血管平滑肌細胞內Ca2+濃度上調主要通過肌質網鈣釋放和細胞外Ca2+內流兩種方式，PLC 激活相關IP3受體和Ca2+，誘導Ca2+釋放（CICR）相關的蘭尼堿受體（RyR）是肌質網重要的兩種Ca2+釋放通道[16，17]。本實驗中，YMⅢ抑制無鈣液中NA 誘導的血管收縮，對咖啡因誘導蘭尼堿受體（RyR）激活介導的血管收縮無抑制作用，說明YMⅢ可能對響應于腎上腺素能受體的PLC-IP3 介導的Ca2+釋放有抑制作用；復Ca2+后NA 介導血管持續收縮，該過程中激動劑誘導GPCR-PLCβ 信號通路激活并形成IP3、DAG，IP3、DAG參與調控受體操作Ca2+通道（ROCC）和存儲操作Ca2+通道（SOCC）并介導細胞外鈣內流，維持血管平滑肌持續活化[18～20]，YMⅢ抑制復Ca2+后的血管收縮，說明YMⅢ對腎上腺素受體激活依賴的維持細胞內Ca2+穩態所必需的Ca2+內流通路也有抑制作用。因此，考慮YMⅢ可能通過對腎上腺素受體-配體結合的抑制，調節細胞內的Ca2+穩態，從而調節血管收縮和血壓，同時也驗證了網絡藥理學的預測。

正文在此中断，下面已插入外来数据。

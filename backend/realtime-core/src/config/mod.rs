use crate::error::config::ConfigError;
use crate::{DEFAULT_API_BASE_URL, DEFAULT_WS_PATH};

use common::ErrorLocation;

use std::env;
use std::panic::Location;
use std::path::{Path, PathBuf};

use log::{debug, info, warn};
use serde::{Deserialize, Serialize};
use url::Url;

const CONFIG_FILE_NAME: &str = "realtime.json";
const CONFIG_DIR_NAME: &str = "realtime-console";
const CONFIG_VERSION: u32 = 1;

/// Overrides `api.base_url`.
pub const ENV_API_URL: &str = "REALTIME_API_URL";
/// Overrides `realtime.enabled` (`true`/`false`/`1`/`0`).
pub const ENV_ENABLED: &str = "REALTIME_ENABLED";

// ============================================
// CONFIG STRUCTS
// ============================================

#[derive(Debug, Clone, Serialize, Deserialize)]
pub struct ApiConfig {
    #[serde(default = "default_base_url")]
    pub base_url: String,
}

impl Default for ApiConfig {
    fn default() -> Self {
        Self {
            base_url: default_base_url(),
        }
    }
}

#[derive(Debug, Clone, Serialize, Deserialize)]
pub struct RealtimeSection {
    /// Initial value of the gate's enabled flag.
    #[serde(default = "default_enabled")]
    pub enabled: bool,
    #[serde(default = "default_ws_path")]
    pub ws_path: String,
    #[serde(default = "default_topics")]
    pub topics: Vec<String>,
    #[serde(default = "default_reconnect_delay_ms")]
    pub reconnect_delay_ms: u64,
    #[serde(default = "default_max_reconnect_attempts")]
    pub max_reconnect_attempts: u32,
    #[serde(default = "default_heartbeat_ms")]
    pub heartbeat_incoming_ms: u64,
    #[serde(default = "default_heartbeat_ms")]
    pub heartbeat_outgoing_ms: u64,
}

impl Default for RealtimeSection {
    fn default() -> Self {
        Self {
            enabled: default_enabled(),
            ws_path: default_ws_path(),
            topics: default_topics(),
            reconnect_delay_ms: default_reconnect_delay_ms(),
            max_reconnect_attempts: default_max_reconnect_attempts(),
            heartbeat_incoming_ms: default_heartbeat_ms(),
            heartbeat_outgoing_ms: default_heartbeat_ms(),
        }
    }
}

#[derive(Debug, Clone, Serialize, Deserialize)]
pub struct RealtimeConfig {
    #[serde(default = "default_version")]
    pub version: u32,

    #[serde(default)]
    pub api: ApiConfig,

    #[serde(default)]
    pub realtime: RealtimeSection,
}

impl Default for RealtimeConfig {
    fn default() -> Self {
        Self {
            version: CONFIG_VERSION,
            api: ApiConfig::default(),
            realtime: RealtimeSection::default(),
        }
    }
}

// ============================================
// DEFAULT FUNCTIONS
// ============================================

fn default_version() -> u32 {
    CONFIG_VERSION
}
fn default_base_url() -> String {
    DEFAULT_API_BASE_URL.to_string()
}
fn default_enabled() -> bool {
    true
}
fn default_ws_path() -> String {
    DEFAULT_WS_PATH.to_string()
}
fn default_topics() -> Vec<String> {
    vec![
        "/topic/subshipment-status".to_string(),
        "/topic/status-updates".to_string(),
    ]
}
fn default_reconnect_delay_ms() -> u64 {
    3000
}
fn default_max_reconnect_attempts() -> u32 {
    5
}
fn default_heartbeat_ms() -> u64 {
    4000
}

// ============================================
// IMPLEMENTATION
// ============================================

impl RealtimeConfig {
    /// Platform config directory for the console (`~/.config/realtime-console` on Linux).
    #[track_caller]
    pub fn default_dir() -> Result<PathBuf, ConfigError> {
        dirs::config_dir()
            .map(|dir| dir.join(CONFIG_DIR_NAME))
            .ok_or_else(|| ConfigError::DirectoryNotFound {
                location: ErrorLocation::from(Location::caller()),
                path: PathBuf::from(CONFIG_DIR_NAME),
            })
    }

    /// Load config from {config_dir}/realtime.json.
    ///
    /// # Returns
    ///
    /// Returns defaults if the file is missing.
    /// Returns `Err(ConfigError)` if the file exists but is corrupted or invalid.
    pub fn load(config_dir: &Path) -> Result<Self, ConfigError> {
        let config_path = config_dir.join(CONFIG_FILE_NAME);

        if !config_path.exists() {
            info!(
                "Config file not found at {}, using defaults",
                config_path.display()
            );
            return Ok(Self::default());
        }

        let contents = std::fs::read_to_string(&config_path).map_err(|e| {
            warn!("Failed to read config file: {}", e);
            ConfigError::ReadError {
                location: ErrorLocation::from(Location::caller()),
                path: config_path.clone(),
                source: e,
            }
        })?;

        let config: RealtimeConfig = serde_json::from_str(&contents).map_err(|e| {
            warn!("Failed to parse config JSON: {}", e);
            ConfigError::ParseError {
                location: ErrorLocation::from(Location::caller()),
                path: config_path.clone(),
                reason: e.to_string(),
            }
        })?;

        config.validate()?;

        info!("Config loaded from {}", config_path.display());
        Ok(config)
    }

    /// Save config to {config_dir}/realtime.json using atomic write.
    ///
    /// Uses temp file + rename for atomicity (no corruption on crash).
    pub fn save(&self, config_dir: &Path) -> Result<(), ConfigError> {
        self.validate()?;

        std::fs::create_dir_all(config_dir).map_err(|e| ConfigError::WriteError {
            location: ErrorLocation::from(Location::caller()),
            path: config_dir.to_path_buf(),
            source: e,
        })?;

        let config_path = config_dir.join(CONFIG_FILE_NAME);
        let temp_path = config_dir.join(format!("{}.tmp", CONFIG_FILE_NAME));

        let json = serde_json::to_string_pretty(self).map_err(|e| ConfigError::SerializeError {
            location: ErrorLocation::from(Location::caller()),
            reason: e.to_string(),
        })?;

        std::fs::write(&temp_path, json).map_err(|e| ConfigError::WriteError {
            location: ErrorLocation::from(Location::caller()),
            path: temp_path.clone(),
            source: e,
        })?;

        // Atomic rename (POSIX guarantees atomicity)
        std::fs::rename(&temp_path, &config_path).map_err(|e| ConfigError::WriteError {
            location: ErrorLocation::from(Location::caller()),
            path: config_path.clone(),
            source: e,
        })?;

        info!("Config saved to {}", config_path.display());
        Ok(())
    }

    /// Apply `.env` and process environment overrides, then re-validate.
    ///
    /// A missing `.env` file is not an error.
    pub fn apply_env_overrides(&mut self) -> Result<(), ConfigError> {
        match dotenvy::dotenv() {
            Ok(path) => debug!("Loaded environment from {}", path.display()),
            Err(e) if e.not_found() => debug!("No .env file found"),
            Err(e) => warn!("Ignoring unreadable .env file: {e}"),
        }

        if let Ok(url) = env::var(ENV_API_URL) {
            info!("Using API base URL from {ENV_API_URL}: {url}");
            self.api.base_url = url;
        }

        if let Ok(raw) = env::var(ENV_ENABLED) {
            self.realtime.enabled = parse_flag(&raw).ok_or_else(|| {
                ConfigError::env_override(ENV_ENABLED, format!("expected true/false/1/0, got '{raw}'"))
            })?;
            info!("Realtime enabled from {ENV_ENABLED}: {}", self.realtime.enabled);
        }

        self.validate()
    }

    /// Validate config values.
    pub fn validate(&self) -> Result<(), ConfigError> {
        if self.version == 0 || self.version > CONFIG_VERSION {
            return Err(ConfigError::validation(format!(
                "Invalid version: {} (expected 1-{})",
                self.version, CONFIG_VERSION
            )));
        }

        let url = Url::parse(&self.api.base_url).map_err(|e| {
            ConfigError::validation(format!("Invalid api.base_url '{}': {e}", self.api.base_url))
        })?;
        if !matches!(url.scheme(), "http" | "https") {
            return Err(ConfigError::validation(format!(
                "api.base_url must be http(s): {}",
                self.api.base_url
            )));
        }

        if !self.realtime.ws_path.starts_with('/') {
            return Err(ConfigError::validation(format!(
                "realtime.ws_path must start with '/': {}",
                self.realtime.ws_path
            )));
        }

        if self.realtime.topics.is_empty() {
            return Err(ConfigError::validation("realtime.topics must not be empty"));
        }
        if let Some(topic) = self
            .realtime
            .topics
            .iter()
            .find(|topic| topic.trim().is_empty())
        {
            return Err(ConfigError::validation(format!(
                "realtime.topics contains an empty destination: '{topic}'"
            )));
        }

        if self.realtime.reconnect_delay_ms == 0 {
            return Err(ConfigError::validation(
                "realtime.reconnect_delay_ms must be greater than 0",
            ));
        }

        Ok(())
    }
}

fn parse_flag(raw: &str) -> Option<bool> {
    match raw.trim().to_ascii_lowercase().as_str() {
        "true" | "1" | "yes" | "on" => Some(true),
        "false" | "0" | "no" | "off" => Some(false),
        _ => None,
    }
}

該實驗僅對YMⅢ抗高血壓的單一途徑進行驗證，鈣信號通路、縫隙連接、TRP 通道的炎癥介質調節、多巴胺能突觸等信號通路與高血壓的治療密切相關，還需要進一步的實驗驗證。

4 結論

我們通過網絡藥理學研究和分子對接驗證，YMⅢ通過多靶點、多途徑干預高血壓的發生發展，體外實驗進一步證實YMⅢ主要通過調節α 腎上腺素受體參與的神經活性受體配體相互作用信號通路發揮降壓作用，為YMⅢ抗高血壓作用提供了理論依據，并為高血壓的治療提供新思路。